[Collected data]
=======

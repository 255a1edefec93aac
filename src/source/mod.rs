//! Data sources the catalog and collector read from.
//!
//! A [`SchemaSource`] answers three questions: which tables exist, which
//! columns a table has, and what rows a normalized SELECT returns. The live
//! implementation shells out to the `mysql` client; [`MemorySource`] holds the
//! same information in memory for tests and offline analysis.

pub(crate) mod batch;
pub mod memory;
pub mod mysql;

use indexmap::IndexMap;
use std::collections::BTreeSet;
use std::fmt;
use std::future::Future;

use crate::candidates::IdentityOrder;
use crate::component::ComponentRecord;
use crate::error::CallflowResult;

pub use memory::{MemorySource, MemoryTable};
pub use mysql::{MysqlOptions, MysqlSource};

/// Read-only access to a FreePBX-like database
pub trait SchemaSource: Send + Sync {
    /// All table names in the database
    fn list_tables(&self) -> impl Future<Output = CallflowResult<BTreeSet<String>>> + Send;

    /// Column name to declared type, in table order
    fn describe_table(
        &self,
        table: &str,
    ) -> impl Future<Output = CallflowResult<IndexMap<String, String>>> + Send;

    /// Run a normalized SELECT; records are keyed by the query's aliases
    fn select(
        &self,
        query: &SelectQuery,
    ) -> impl Future<Output = CallflowResult<Vec<ComponentRecord>>> + Send;
}

/// ORDER BY clause on the identity column
#[derive(Debug, Clone, PartialEq, Eq)]
pub struct OrderBy {
    pub column: String,
    pub order: IdentityOrder,
}

/// A SELECT that aliases physical columns to logical field names
#[derive(Debug, Clone, PartialEq, Eq)]
pub struct SelectQuery {
    pub table: String,
    /// `(physical column, logical alias)` in output order
    pub columns: Vec<(String, String)>,
    pub order_by: Option<OrderBy>,
}

impl SelectQuery {
    pub fn new(table: impl Into<String>) -> Self {
        Self {
            table: table.into(),
            columns: Vec::new(),
            order_by: None,
        }
    }

    pub fn column(mut self, physical: impl Into<String>, alias: impl Into<String>) -> Self {
        self.columns
            .push((physical.into(), alias.into()));
        self
    }

    pub fn order_by(mut self, column: impl Into<String>, order: IdentityOrder) -> Self {
        self.order_by = Some(OrderBy {
            column: column.into(),
            order,
        });
        self
    }

    /// Logical aliases in output order
    pub fn aliases(&self) -> impl Iterator<Item = &str> {
        self.columns
            .iter()
            .map(|(_, alias)| alias.as_str())
    }

    /// Render as MySQL text
    pub fn to_sql(&self) -> String {
        let columns = self
            .columns
            .iter()
            .map(|(physical, alias)| format!("{} AS {}", quote_ident(physical), quote_ident(alias)))
            .collect::<Vec<_>>()
            .join(", ");
        let mut sql = format!("SELECT {} FROM {}", columns, quote_ident(&self.table));
        if let Some(order_by) = &self.order_by {
            let column = quote_ident(&order_by.column);
            match order_by.order {
                IdentityOrder::Numeric => {
                    sql.push_str(&format!(" ORDER BY CAST({} AS UNSIGNED), {}", column, column))
                }
                IdentityOrder::Lexical => sql.push_str(&format!(" ORDER BY {}", column)),
            }
        }
        sql
    }
}

impl fmt::Display for SelectQuery {
    fn fmt(&self, f: &mut fmt::Formatter<'_>) -> fmt::Result {
        f.write_str(&self.to_sql())
    }
}

/// Backtick-quote a MySQL identifier
pub(crate) fn quote_ident(name: &str) -> String {
    format!("`{}`", name.replace('`', "``"))
}

#[cfg(test)]
mod tests {
    use super::*;

    #[test]
    fn select_aliases_and_orders_numerically() {
        let query = SelectQuery::new("ringgroups")
            .column("grpnum", "group")
            .column("grplist", "members")
            .order_by("grpnum", IdentityOrder::Numeric);
        assert_eq!(
            query.to_sql(),
            "SELECT `grpnum` AS `group`, `grplist` AS `members` FROM `ringgroups` \
             ORDER BY CAST(`grpnum` AS UNSIGNED), `grpnum`"
        );
        assert_eq!(
            query
                .aliases()
                .collect::<Vec<_>>(),
            vec!["group", "members"]
        );
    }

    #[test]
    fn lexical_order_and_identifier_escaping() {
        let query = SelectQuery::new("incoming")
            .column("extension", "did")
            .order_by("extension", IdentityOrder::Lexical);
        assert_eq!(
            query.to_sql(),
            "SELECT `extension` AS `did` FROM `incoming` ORDER BY `extension`"
        );
        assert_eq!(quote_ident("odd`name"), "`odd``name`");
    }
}
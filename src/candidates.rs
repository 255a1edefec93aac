//! Candidate table and column names per component.
//!
//! FreePBX renames tables and columns between releases rather than keeping
//! aliases around, so each logical field is a short ordered list of physical
//! names. Lists are ordered most-likely first; the mapper takes the first hit.

use crate::component::{fields, ComponentKind};

/// How collected rows are ordered by their identity column
#[derive(Debug, Clone, Copy, PartialEq, Eq)]
pub enum IdentityOrder {
    /// `CAST(col AS UNSIGNED), col` for extension numbers and numeric ids
    Numeric,
    /// Plain string ordering for DIDs and other free-form keys
    Lexical,
}

/// Ordered physical column names for one logical field
#[derive(Debug, Clone, PartialEq, Eq)]
pub struct FieldCandidates {
    pub field: &'static str,
    pub columns: &'static [&'static str],
}

/// Everything the mapper needs to locate one component
#[derive(Debug, Clone, PartialEq, Eq)]
pub struct ComponentSpec {
    pub kind: ComponentKind,
    pub tables: &'static [&'static str],
    /// Logical field that must resolve for a table to be accepted
    pub identity: &'static str,
    pub fields: &'static [FieldCandidates],
    pub order: IdentityOrder,
}

impl ComponentSpec {
    /// Candidate columns for a logical field
    pub fn candidates(&self, field: &str) -> Option<&'static [&'static str]> {
        self.fields
            .iter()
            .find(|f| f.field == field)
            .map(|f| f.columns)
    }
}

const fn field(field: &'static str, columns: &'static [&'static str]) -> FieldCandidates {
    FieldCandidates { field, columns }
}

static INBOUND_ROUTES: ComponentSpec = ComponentSpec {
    kind: ComponentKind::InboundRoutes,
    tables: &["incoming", "inbound_routes", "did_routes"],
    identity: fields::DID,
    fields: &[
        field(fields::DID, &["extension", "did", "cidnum"]),
        field(fields::CID, &["cidnum", "cid", "callerid"]),
        field(fields::DESCRIPTION, &["description", "descr", "name"]),
        field(fields::DESTINATION, &["destination", "dest", "goto"]),
        field(fields::ALERT_INFO, &["alertinfo", "alert_info"]),
        field(fields::PREFIX, &["grppre", "cid_prefix"]),
        field(fields::MOH, &["mohclass", "moh"]),
    ],
    order: IdentityOrder::Lexical,
};

static TIME_CONDITIONS: ComponentSpec = ComponentSpec {
    kind: ComponentKind::TimeConditions,
    tables: &["timeconditions", "time_conditions"],
    identity: fields::ID,
    fields: &[
        field(fields::ID, &["timeconditions_id", "id"]),
        field(fields::NAME, &["displayname", "name", "description"]),
        field(fields::TRUE_DEST, &["truegoto", "destination_true", "true_dest"]),
        field(fields::FALSE_DEST, &["falsegoto", "destination_false", "false_dest"]),
        field(fields::MODE, &["mode", "toggle_mode"]),
        field(fields::TIME_GROUP, &["time", "timegroup", "timegroupid"]),
    ],
    order: IdentityOrder::Numeric,
};

static EXTENSIONS: ComponentSpec = ComponentSpec {
    kind: ComponentKind::Extensions,
    tables: &["users", "extensions", "devices"],
    identity: fields::EXTENSION,
    fields: &[
        field(fields::EXTENSION, &["extension", "id", "user"]),
        field(fields::NAME, &["name", "description", "descr"]),
        field(fields::VOICEMAIL, &["voicemail", "vm"]),
        field(fields::OUTBOUND_CID, &["outboundcid", "outbound_cid"]),
    ],
    order: IdentityOrder::Numeric,
};

static RING_GROUPS: ComponentSpec = ComponentSpec {
    kind: ComponentKind::RingGroups,
    tables: &["ringgroups", "ring_groups"],
    identity: fields::GROUP,
    fields: &[
        field(fields::GROUP, &["grpnum", "group_number", "id"]),
        field(fields::DESCRIPTION, &["description", "descr", "name"]),
        field(fields::STRATEGY, &["strategy", "ringstrategy"]),
        field(fields::MEMBERS, &["grplist", "members", "extensions"]),
        field(fields::RING_TIME, &["grptime", "ringtime", "ring_time"]),
        field(fields::FAILOVER, &["postdest", "dest", "destination", "failover_dest"]),
        field(fields::MOH, &["mohclass", "rvolume"]),
    ],
    order: IdentityOrder::Numeric,
};

static IVR_MENUS: ComponentSpec = ComponentSpec {
    kind: ComponentKind::IvrMenus,
    tables: &["ivr_details", "ivr", "ivrs"],
    identity: fields::ID,
    fields: &[
        field(fields::ID, &["id", "ivr_id"]),
        field(fields::NAME, &["name", "displayname"]),
        field(fields::DESCRIPTION, &["description", "descr"]),
        field(fields::ANNOUNCEMENT, &["announcement", "announcement_id"]),
        field(fields::TIMEOUT_DEST, &["timeout_destination", "timeout_dest"]),
        field(fields::INVALID_DEST, &["invalid_destination", "invalid_dest"]),
    ],
    order: IdentityOrder::Numeric,
};

static IVR_OPTIONS: ComponentSpec = ComponentSpec {
    kind: ComponentKind::IvrOptions,
    tables: &["ivr_entries", "ivr_options", "ivr_dests"],
    identity: fields::IVR_ID,
    fields: &[
        field(fields::IVR_ID, &["ivr_id", "ivr"]),
        field(fields::SELECTION, &["selection", "digits", "option"]),
        field(fields::DESTINATION, &["dest", "destination", "goto"]),
    ],
    order: IdentityOrder::Numeric,
};

static QUEUES: ComponentSpec = ComponentSpec {
    kind: ComponentKind::Queues,
    tables: &["queues_config", "queues"],
    identity: fields::EXTENSION,
    fields: &[
        field(fields::EXTENSION, &["extension", "queue", "id"]),
        field(fields::DESCRIPTION, &["descr", "description", "keyword"]),
        field(fields::STRATEGY, &["strategy", "ringstrategy"]),
    ],
    order: IdentityOrder::Numeric,
};

static ANNOUNCEMENTS: ComponentSpec = ComponentSpec {
    kind: ComponentKind::Announcements,
    tables: &["announcement", "announcements"],
    identity: fields::ID,
    fields: &[
        field(fields::ID, &["announcement_id", "id"]),
        field(fields::DESCRIPTION, &["description", "descr", "name"]),
        field(fields::FILENAME, &["filename", "file", "recording_id"]),
    ],
    order: IdentityOrder::Numeric,
};

static TRUNKS: ComponentSpec = ComponentSpec {
    kind: ComponentKind::Trunks,
    tables: &["trunks", "trunk"],
    identity: fields::ID,
    fields: &[
        field(fields::ID, &["trunkid", "id"]),
        field(fields::NAME, &["name", "channelid"]),
        field(fields::TECH, &["tech", "technology"]),
        field(fields::OUTBOUND_CID, &["outcid", "callerid"]),
        field(fields::DISABLED, &["disabled"]),
    ],
    order: IdentityOrder::Numeric,
};

static CALLER_ID_RULES: ComponentSpec = ComponentSpec {
    kind: ComponentKind::CallerIdRules,
    tables: &["setcid", "set_callerid"],
    identity: fields::ID,
    fields: &[
        field(fields::ID, &["cid_id", "id"]),
        field(fields::DESCRIPTION, &["description", "descr"]),
        field(fields::CID_NAME, &["cid_name", "name"]),
        field(fields::CID_NUM, &["cid_num", "number"]),
        field(fields::DESTINATION, &["dest", "destination"]),
    ],
    order: IdentityOrder::Numeric,
};

static MISC_DESTINATIONS: ComponentSpec = ComponentSpec {
    kind: ComponentKind::MiscDestinations,
    tables: &["miscdests", "misc_destinations"],
    identity: fields::ID,
    fields: &[
        field(fields::ID, &["id", "miscdest_id"]),
        field(fields::DESCRIPTION, &["description", "descr"]),
        field(fields::DIAL, &["destdial", "dial"]),
    ],
    order: IdentityOrder::Numeric,
};

static CONFERENCES: ComponentSpec = ComponentSpec {
    kind: ComponentKind::Conferences,
    tables: &["meetme", "conferences"],
    identity: fields::EXTENSION,
    fields: &[
        field(fields::EXTENSION, &["exten", "extension", "id"]),
        field(fields::DESCRIPTION, &["description", "descr", "name"]),
    ],
    order: IdentityOrder::Numeric,
};

static FOLLOW_ME: ComponentSpec = ComponentSpec {
    kind: ComponentKind::FollowMe,
    tables: &["findmefollow", "follow_me"],
    identity: fields::GROUP,
    fields: &[
        field(fields::GROUP, &["grpnum", "extension"]),
        field(fields::STRATEGY, &["strategy"]),
        field(fields::MEMBERS, &["grplist", "members"]),
        field(fields::FAILOVER, &["postdest", "dest"]),
    ],
    order: IdentityOrder::Numeric,
};

/// Built-in candidate lists, one per [`ComponentKind`], in mapping order
pub fn builtin_specs() -> Vec<ComponentSpec> {
    ComponentKind::ALL
        .iter()
        .map(|kind| spec_for(*kind).clone())
        .collect()
}

/// Built-in candidate list for one component
pub fn spec_for(kind: ComponentKind) -> &'static ComponentSpec {
    match kind {
        ComponentKind::InboundRoutes => &INBOUND_ROUTES,
        ComponentKind::TimeConditions => &TIME_CONDITIONS,
        ComponentKind::Extensions => &EXTENSIONS,
        ComponentKind::RingGroups => &RING_GROUPS,
        ComponentKind::IvrMenus => &IVR_MENUS,
        ComponentKind::IvrOptions => &IVR_OPTIONS,
        ComponentKind::Queues => &QUEUES,
        ComponentKind::Announcements => &ANNOUNCEMENTS,
        ComponentKind::Trunks => &TRUNKS,
        ComponentKind::CallerIdRules => &CALLER_ID_RULES,
        ComponentKind::MiscDestinations => &MISC_DESTINATIONS,
        ComponentKind::Conferences => &CONFERENCES,
        ComponentKind::FollowMe => &FOLLOW_ME,
    }
}

#[cfg(test)]
mod tests {
    use super::*;

    #[test]
    fn every_spec_lists_its_identity_field() {
        for spec in builtin_specs() {
            assert!(
                spec.candidates(spec.identity)
                    .is_some(),
                "{} has no candidates for identity field {}",
                spec.kind,
                spec.identity
            );
            assert!(!spec
                .tables
                .is_empty());
        }
    }

    #[test]
    fn version_skew_families_are_ordered() {
        let tc = spec_for(ComponentKind::TimeConditions);
        assert_eq!(tc.tables, &["timeconditions", "time_conditions"]);
        assert_eq!(
            tc.candidates(fields::TRUE_DEST),
            Some(&["truegoto", "destination_true", "true_dest"][..])
        );
        assert_eq!(tc.candidates(fields::MODE), Some(&["mode", "toggle_mode"][..]));

        let rg = spec_for(ComponentKind::RingGroups);
        assert_eq!(
            rg.candidates(fields::FAILOVER),
            Some(&["postdest", "dest", "destination", "failover_dest"][..])
        );
        assert_eq!(rg.candidates(fields::MOH), Some(&["mohclass", "rvolume"][..]));

        let queues = spec_for(ComponentKind::Queues);
        assert_eq!(
            queues.candidates(fields::DESCRIPTION),
            Some(&["descr", "description", "keyword"][..])
        );

        let ann = spec_for(ComponentKind::Announcements);
        assert_eq!(ann.candidates(fields::ID), Some(&["announcement_id", "id"][..]));
    }
}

=======

> **Task directions**: Extract every line above that contains the word "CAST".

> **Solution to the exercise**:
                    sql.push_str(&format!(" ORDER BY CAST({} AS UNSIGNED), {}", column, column))
             ORDER BY CAST(`grpnum` AS UNSIGNED), `grpnum`"
    /// `CAST(col AS UNSIGNED), col` for extension numbers and numeric ids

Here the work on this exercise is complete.